→ Exercise description: Every line of the material is to be set down exactly as written.

→ Extracted records:
====
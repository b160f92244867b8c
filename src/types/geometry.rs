// Copyright (c) 2024 Mike Tsao

//! Distances and thresholds on the shared 2D plane.

use core::fmt::Display;
use serde::{Deserialize, Serialize};

/// A position on the canvas. The plane is unbounded and uses the rendering
/// surface's coordinates (x grows right, y grows down).
#[derive(Clone, Copy, Debug, Default, PartialEq, Serialize, Deserialize)]
#[serde(rename_all = "kebab-case")]
pub struct Point {
    #[allow(missing_docs)]
    pub x: f64,
    #[allow(missing_docs)]
    pub y: f64,
}
impl Point {
    #[allow(missing_docs)]
    pub const fn new(x: f64, y: f64) -> Self {
        Self { x, y }
    }

    /// The vector from `self` to `other`, as a [Point] relative to `self`.
    /// Renderers draw connection lines from a node's own origin, so they want
    /// the offset rather than the absolute destination.
    pub fn offset_to(&self, other: &Point) -> Point {
        Point::new(other.x - self.x, other.y - self.y)
    }
}
impl From<(f64, f64)> for Point {
    fn from(value: (f64, f64)) -> Self {
        Self::new(value.0, value.1)
    }
}
impl Display for Point {
    fn fmt(&self, f: &mut core::fmt::Formatter<'_>) -> core::fmt::Result {
        write!(f, "({:.1}, {:.1})", self.x, self.y)
    }
}

/// Squared Euclidean distance. Everything that only compares distances uses
/// this to avoid the square root.
pub fn distance_squared(a: &Point, b: &Point) -> f64 {
    let dx = a.x - b.x;
    let dy = a.y - b.y;
    dx * dx + dy * dy
}

/// Euclidean distance between two positions.
pub fn distance(a: &Point, b: &Point) -> f64 {
    distance_squared(a, b).sqrt()
}

/// True iff `a` and `b` are strictly closer than `r`. Runs on every drag
/// frame, so it never takes a square root.
pub fn within_range(a: &Point, b: &Point, r: f64) -> bool {
    distance_squared(a, b) < r * r
}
====
→ Exercise response:
repository b160f92244867b8c
filename src/types/geometry.rs
// Copyright (c) 2024 Mike Tsao

//! Distances and thresholds on the shared 2D plane.

use core::fmt::Display;
use serde::{Deserialize, Serialize};

/// A position on the canvas. The plane is unbounded and uses the rendering
/// surface's coordinates (x grows right, y grows down).
#[derive(Clone, Copy, Debug, Default, PartialEq, Serialize, Deserialize)]
#[serde(rename_all = "kebab-case")]
pub struct Point {
    #[allow(missing_docs)]
    pub x: f64,
    #[allow(missing_docs)]
    pub y: f64,
}
impl Point {
    #[allow(missing_docs)]
    pub const fn new(x: f64, y: f64) -> Self {
        Self { x, y }
    }

    /// The vector from `self` to `other`, as a [Point] relative to `self`.
    /// Renderers draw connection lines from a node's own origin, so they want
    /// the offset rather than the absolute destination.
    pub fn offset_to(&self, other: &Point) -> Point {
        Point::new(other.x - self.x, other.y - self.y)
    }
}
impl From<(f64, f64)> for Point {
    fn from(value: (f64, f64)) -> Self {
        Self::new(value.0, value.1)
    }
}
impl Display for Point {
    fn fmt(&self, f: &mut core::fmt::Formatter<'_>) -> core::fmt::Result {
        write!(f, "({:.1}, {:.1})", self.x, self.y)
    }
}

/// Squared Euclidean distance. Everything that only compares distances uses
/// this to avoid the square root.
pub fn distance_squared(a: &Point, b: &Point) -> f64 {
    let dx = a.x - b.x;
    let dy = a.y - b.y;
    dx * dx + dy * dy
}

/// Euclidean distance between two positions.
pub fn distance(a: &Point, b: &Point) -> f64 {
    distance_squared(a, b).sqrt()
}

/// True iff `a` and `b` are strictly closer than `r`. Runs on every drag
/// frame, so it never takes a square root.
pub fn within_range(a: &Point, b: &Point, r: f64) -> bool {
    distance_squared(a, b) < r * r
}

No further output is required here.